Some days I like to be gentle with people. Some days I sit and listen while people explain to me how important the work of a project manager is, how we have changed the business world, and how the present glory barely presages the coming glory of our reign. Perfect portfolios of properly prepared projects proceed purposefully into a paradise. Or something like that.
The reality of a project manager’s life involves a lot more process and a lot less project. Managing risks and performing earned value analysis certainly has its place, but most of our work centers on the simple workaday activities involved with keeping people on track. We build schedules, call meetings, talk with everyone who might be remotely interested in the project’s outcome (and their uncle, just to be safe), then stay up all night with the team while things fall apart. We file reports, oh the reports, and intervene only when the process’ steady hum stutters.
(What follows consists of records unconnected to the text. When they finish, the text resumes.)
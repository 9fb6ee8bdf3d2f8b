//! `passvault add` — create a vault, folder, credential, or note.

use crate::cli::path::TargetPath;
use crate::cli::{
    open_storage, output, prompt_line, prompt_new_password, prompt_password, prompt_secret, Cli,
};
use crate::config::Settings;
use crate::errors::{PassVaultError, Result};
use crate::storage::Storage;
use crate::vault::{Entry, Folder, Vault};

/// Execute the `add` command.
pub fn execute(cli: &Cli, path: &str, credential: bool, note: bool) -> Result<()> {
    let target = TargetPath::parse(path)?;
    let storage = open_storage(cli)?;

    match target {
        TargetPath::Vault { vault } => add_vault(&storage, &vault),
        TargetPath::Folder { vault, folder } => add_folder(&storage, &vault, &folder),
        TargetPath::Entry {
            vault,
            folder,
            entry,
        } => add_entry(&storage, &vault, &folder, &entry, credential, note),
    }
}

/// Create a new empty vault, prompting for a fresh master password.
fn add_vault(storage: &Storage, name: &str) -> Result<()> {
    if storage.vault_exists(name) {
        return Err(PassVaultError::DuplicateName(format!("vault '{name}'")));
    }

    let password = prompt_new_password()?;

    let settings = Settings::load()?;
    let vault = Vault::with_kdf_iterations(name, settings.kdf_iterations);
    storage.save_vault(&vault, password.as_bytes())?;

    output::success(&format!("Vault '{name}' created"));
    output::tip("Run `passvault add <vault>/<folder>` to add a folder.");
    Ok(())
}

/// Add an empty folder to an existing vault.
fn add_folder(storage: &Storage, vault_name: &str, folder_name: &str) -> Result<()> {
    let password = prompt_password()?;
    let mut vault = storage.load_vault(vault_name, password.as_bytes())?;

    vault.add_folder(Folder::new(folder_name))?;
    storage.save_vault(&vault, password.as_bytes())?;

    output::success(&format!("Folder '{folder_name}' added to '{vault_name}'"));
    Ok(())
}

/// Add a credential or note entry, prompting for its contents.
fn add_entry(
    storage: &Storage,
    vault_name: &str,
    folder_name: &str,
    entry_name: &str,
    credential: bool,
    note: bool,
) -> Result<()> {
    if credential == note {
        return Err(PassVaultError::CommandFailed(
            "specify exactly one of --credential or --note when adding an entry".into(),
        ));
    }

    let password = prompt_password()?;
    let mut vault = storage.load_vault(vault_name, password.as_bytes())?;

    // Check before prompting for contents so a typo fails fast.
    vault.get_folder(folder_name)?;
    if vault.entry_exists(folder_name, entry_name) {
        return Err(PassVaultError::DuplicateName(format!(
            "entry '{entry_name}' in folder '{folder_name}'"
        )));
    }

    let entry = if credential {
        let username = prompt_line("Username")?;
        let entry_password = prompt_secret("Password")?;
        Entry::credential(username, entry_password.as_str())
    } else {
        let text = prompt_line("Note contents")?;
        Entry::note(text)
    };

    vault.add_entry(folder_name, entry_name, entry)?;
    storage.save_vault(&vault, password.as_bytes())?;

    output::success(&format!(
        "Entry '{entry_name}' added to '{vault_name}/{folder_name}'"
    ));
    Ok(())
}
Wait a second. The process? Yes, the process. When we look only at the output, each IT “project” we engage in looks, in fact, suspiciously like a project. We have a unique product created to meet a particular need in a specific context and time. However, having a bunch of product midwives around is not what attracts corporations to the idea of project management. People were producing products long before our profession got off the ground and will be doing so long after PMI, PRINCE, and all the rest vanish into the dust of history. What attracts them is the idea that we can manage a repeatable, measurable ,auditable process by which things mostly happen.
In other words, it’s our ability to manage the process rather than managing the end state which drags otherwise sober leaders into fits of unbridled optimism when they think about project management. It also means that, for the most part, the poor TPM is in for a world of hurt.
Think about it. Technical project managers tend to come from technical backgrounds. We either devolve out of programmers who made the mistake of admitting to having social skills or infrastructure folks who stuck their heads out of their cubes long enough to be seen by management. As technical people, our primary focus was always on the end state – did the product work or not. The use of chewing gum, bailing wire, and duct tape is just considered part of the package. The less time we have, the more of the above three can be found under the surface of any working solution.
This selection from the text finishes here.